Exercise directions:
Search the material for the string "TodoUpdate", then show every line where it turns up.

↓

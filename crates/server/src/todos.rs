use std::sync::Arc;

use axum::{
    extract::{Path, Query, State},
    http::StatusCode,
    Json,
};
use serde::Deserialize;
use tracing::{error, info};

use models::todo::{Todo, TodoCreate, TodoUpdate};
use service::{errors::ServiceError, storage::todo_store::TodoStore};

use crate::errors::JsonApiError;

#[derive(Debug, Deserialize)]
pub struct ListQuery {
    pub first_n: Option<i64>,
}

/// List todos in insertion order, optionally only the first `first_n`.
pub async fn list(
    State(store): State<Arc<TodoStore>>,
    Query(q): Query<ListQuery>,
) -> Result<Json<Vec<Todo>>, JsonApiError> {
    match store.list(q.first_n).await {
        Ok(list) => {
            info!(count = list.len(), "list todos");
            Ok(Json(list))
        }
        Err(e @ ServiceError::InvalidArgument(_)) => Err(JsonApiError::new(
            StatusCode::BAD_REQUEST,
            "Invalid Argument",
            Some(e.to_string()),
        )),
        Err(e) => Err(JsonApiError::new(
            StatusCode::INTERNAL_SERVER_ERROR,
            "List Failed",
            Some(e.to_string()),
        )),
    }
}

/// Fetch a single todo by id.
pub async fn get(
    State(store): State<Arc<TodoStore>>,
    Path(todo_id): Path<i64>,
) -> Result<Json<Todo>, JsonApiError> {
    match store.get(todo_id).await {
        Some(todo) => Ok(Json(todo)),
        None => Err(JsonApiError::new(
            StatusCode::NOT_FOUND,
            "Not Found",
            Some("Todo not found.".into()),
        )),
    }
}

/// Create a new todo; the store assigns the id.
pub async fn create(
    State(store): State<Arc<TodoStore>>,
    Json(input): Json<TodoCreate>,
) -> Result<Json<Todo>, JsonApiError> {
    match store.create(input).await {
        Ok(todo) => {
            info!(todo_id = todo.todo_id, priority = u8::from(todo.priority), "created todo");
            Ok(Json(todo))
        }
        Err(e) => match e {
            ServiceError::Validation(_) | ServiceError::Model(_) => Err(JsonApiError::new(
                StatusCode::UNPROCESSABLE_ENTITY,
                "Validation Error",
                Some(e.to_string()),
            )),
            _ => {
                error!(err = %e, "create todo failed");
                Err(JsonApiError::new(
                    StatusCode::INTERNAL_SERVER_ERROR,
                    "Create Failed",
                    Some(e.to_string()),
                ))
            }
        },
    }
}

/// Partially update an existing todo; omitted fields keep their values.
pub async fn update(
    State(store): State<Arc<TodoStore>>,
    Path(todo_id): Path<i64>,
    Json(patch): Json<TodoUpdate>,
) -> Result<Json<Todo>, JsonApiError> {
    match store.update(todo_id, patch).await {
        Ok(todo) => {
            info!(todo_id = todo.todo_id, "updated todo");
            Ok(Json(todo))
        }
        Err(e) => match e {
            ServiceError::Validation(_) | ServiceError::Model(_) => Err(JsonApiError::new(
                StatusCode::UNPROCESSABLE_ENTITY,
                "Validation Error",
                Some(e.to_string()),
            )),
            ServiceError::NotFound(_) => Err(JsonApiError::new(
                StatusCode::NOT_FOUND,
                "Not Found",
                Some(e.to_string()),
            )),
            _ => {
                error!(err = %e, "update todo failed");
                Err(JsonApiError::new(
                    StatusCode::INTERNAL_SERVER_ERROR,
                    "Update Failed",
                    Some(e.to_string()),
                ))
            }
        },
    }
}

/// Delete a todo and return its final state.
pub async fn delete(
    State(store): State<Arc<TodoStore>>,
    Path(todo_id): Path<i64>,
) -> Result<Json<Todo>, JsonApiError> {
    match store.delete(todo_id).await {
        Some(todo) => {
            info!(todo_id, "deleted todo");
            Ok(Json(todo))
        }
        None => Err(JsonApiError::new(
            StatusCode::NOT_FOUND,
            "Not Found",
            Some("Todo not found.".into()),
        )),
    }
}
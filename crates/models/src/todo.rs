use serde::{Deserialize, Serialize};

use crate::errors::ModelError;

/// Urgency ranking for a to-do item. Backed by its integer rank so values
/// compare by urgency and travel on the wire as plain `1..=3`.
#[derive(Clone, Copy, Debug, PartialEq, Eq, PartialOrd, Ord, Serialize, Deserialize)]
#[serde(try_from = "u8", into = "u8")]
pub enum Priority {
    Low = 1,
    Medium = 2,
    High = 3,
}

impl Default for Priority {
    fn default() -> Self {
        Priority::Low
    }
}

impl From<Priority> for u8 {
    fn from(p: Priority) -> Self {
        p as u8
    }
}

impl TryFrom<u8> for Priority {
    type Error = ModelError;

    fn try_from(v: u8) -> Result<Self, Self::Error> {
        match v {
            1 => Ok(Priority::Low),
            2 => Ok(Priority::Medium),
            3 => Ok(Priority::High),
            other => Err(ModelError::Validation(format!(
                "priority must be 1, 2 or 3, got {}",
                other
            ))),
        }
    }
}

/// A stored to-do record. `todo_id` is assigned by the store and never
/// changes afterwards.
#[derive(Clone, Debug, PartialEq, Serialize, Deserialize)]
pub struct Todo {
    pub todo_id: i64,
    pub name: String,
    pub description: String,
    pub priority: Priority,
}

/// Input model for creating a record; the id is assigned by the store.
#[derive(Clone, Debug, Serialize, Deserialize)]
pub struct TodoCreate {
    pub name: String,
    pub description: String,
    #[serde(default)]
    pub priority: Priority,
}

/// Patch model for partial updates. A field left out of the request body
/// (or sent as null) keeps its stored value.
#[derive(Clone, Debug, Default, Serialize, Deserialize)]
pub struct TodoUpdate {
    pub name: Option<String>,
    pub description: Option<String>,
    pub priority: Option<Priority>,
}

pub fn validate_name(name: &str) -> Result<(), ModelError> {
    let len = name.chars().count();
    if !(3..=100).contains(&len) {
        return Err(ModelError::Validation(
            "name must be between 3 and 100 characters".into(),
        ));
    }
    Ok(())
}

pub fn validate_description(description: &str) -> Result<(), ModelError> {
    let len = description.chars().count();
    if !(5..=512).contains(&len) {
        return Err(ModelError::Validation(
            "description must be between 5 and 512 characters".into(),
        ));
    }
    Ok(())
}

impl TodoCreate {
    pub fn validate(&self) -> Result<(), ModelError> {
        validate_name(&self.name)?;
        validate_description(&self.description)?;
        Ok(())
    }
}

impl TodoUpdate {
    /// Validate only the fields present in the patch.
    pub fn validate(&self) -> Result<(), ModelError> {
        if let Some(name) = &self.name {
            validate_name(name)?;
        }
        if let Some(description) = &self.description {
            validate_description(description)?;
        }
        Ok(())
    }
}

↑

Written reply:
use models::todo::{Todo, TodoCreate, TodoUpdate};
    Json(patch): Json<TodoUpdate>,
pub struct TodoUpdate {
impl TodoUpdate {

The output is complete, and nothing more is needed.